The economic loss doctrine “preclude[s] contracting parties from pursuing tort recovery for purely economic or commercial losses associated with the contract relationship.” Tietsworth v. Harley-Davidson, Inc., 2004 WI 32, ¶ 23, 270 Wis. 2d 146, 677 N.W.2d 233. Economic losses are defined as “damages resulting from inadequate value because the product is inferior and does not work for the general purposes for which it was manufactured and sold.” Daanen & Janssen v. Cedarapids, Inc., 216 Wis. 2d 395, 401, 573 N.W.2d 842 (1998). The doctrine prevents contracting parties from suing in tort to gain benefits that were not part of their bargain, Tietsworth, 2004 WI 32, ¶ 26, and from circumventing the statutory scheme of

commercial rights and remedies provided by the Uniform Commercial Code, Ins. Co. of N. Am. v. Cease Elec. Inc., 2004 WI 139 ¶ 32, 276 Wis. 2d 361, 688 N.W.2d 462. In this case, there is no dispute that Precision and Thomas Steel are contracting parties.

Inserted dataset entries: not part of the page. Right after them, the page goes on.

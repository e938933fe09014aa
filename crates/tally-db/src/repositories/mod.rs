//! Port implementations for PostgreSQL.

mod cycle;
mod plan_history;
mod revision;
mod usage;

pub use cycle::PgBillingCycleProvider;
pub use plan_history::PgPlanHistoryProvider;
pub use revision::PgRevisionLookup;
pub use usage::PgUsageRecordStore;
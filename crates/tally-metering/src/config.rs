//! Metering configuration.

use serde::{Deserialize, Serialize};
use std::collections::HashMap;
use std::path::Path;
use tally_core::{Error, Result};

/// Maps plan usage groups to implementations.
#[derive(Debug, Clone, PartialEq, Serialize, Deserialize)]
pub struct MeteringConfig {
    /// Kind used for groups without an explicit mapping. `None` rejects
    /// unmapped groups.
    #[serde(default = "default_kind")]
    pub default_kind: Option<String>,
    /// Group name to implementation kind.
    #[serde(default)]
    pub groups: HashMap<String, String>,
    /// Extra license properties each kind defers to the cycle boundary.
    #[serde(default)]
    pub scheduled_properties: HashMap<String, Vec<String>>,
}

fn default_kind() -> Option<String> {
    Some("metered".to_string())
}

impl Default for MeteringConfig {
    fn default() -> Self {
        Self {
            default_kind: default_kind(),
            groups: HashMap::new(),
            scheduled_properties: HashMap::new(),
        }
    }
}

impl MeteringConfig {
    /// Load configuration from a YAML file.
    pub fn from_file(path: &Path) -> Result<Self> {
        let contents = std::fs::read_to_string(path)?;
        Self::from_yaml_str(&contents)
    }

    pub fn from_yaml_str(contents: &str) -> Result<Self> {
        serde_yaml::from_str(contents).map_err(|e| Error::Config(e.to_string()))
    }
}

#[cfg(test)]
mod tests {
    use super::*;

    #[test]
    fn test_empty_yaml_uses_defaults() {
        let config = MeteringConfig::from_yaml_str("{}").unwrap();
        assert_eq!(config, MeteringConfig::default());
        assert_eq!(config.default_kind.as_deref(), Some("metered"));
    }

    #[test]
    fn test_parse_group_mapping() {
        let yaml = r#"
default_kind: null
groups:
  api_calls: metered
  editors: seats
scheduled_properties:
  metered: [product]
"#;
        let config = MeteringConfig::from_yaml_str(yaml).unwrap();
        assert_eq!(config.default_kind, None);
        assert_eq!(config.groups["editors"], "seats");
        assert_eq!(config.scheduled_properties["metered"], vec!["product"]);
    }

    #[test]
    fn test_invalid_yaml_is_config_error() {
        let err = MeteringConfig::from_yaml_str("groups: [1, 2").unwrap_err();
        assert!(matches!(err, Error::Config(_)));
    }

    #[test]
    fn test_from_file() {
        let path = std::env::temp_dir().join(format!("tally-config-{}.yaml", std::process::id()));
        std::fs::write(&path, "groups:\n  editors: seats\n").unwrap();
        let config = MeteringConfig::from_file(&path).unwrap();
        std::fs::remove_file(&path).unwrap();
        assert_eq!(config.groups["editors"], "seats");
    }
}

Precision alleges that Thomas Steel had been acting as Precision’s steel supplier “for many years.” Dkt. 24, ¶ 3. And Precision’s allegations show that it is seeking compensation for economic loss. Precision alleges that it suffered damages because Thomas Steel “negligently provided softer and inconsistent source material; failed to notify [Precision] of changes in the source materials being provided; and failed to ensure the source material being provided [was]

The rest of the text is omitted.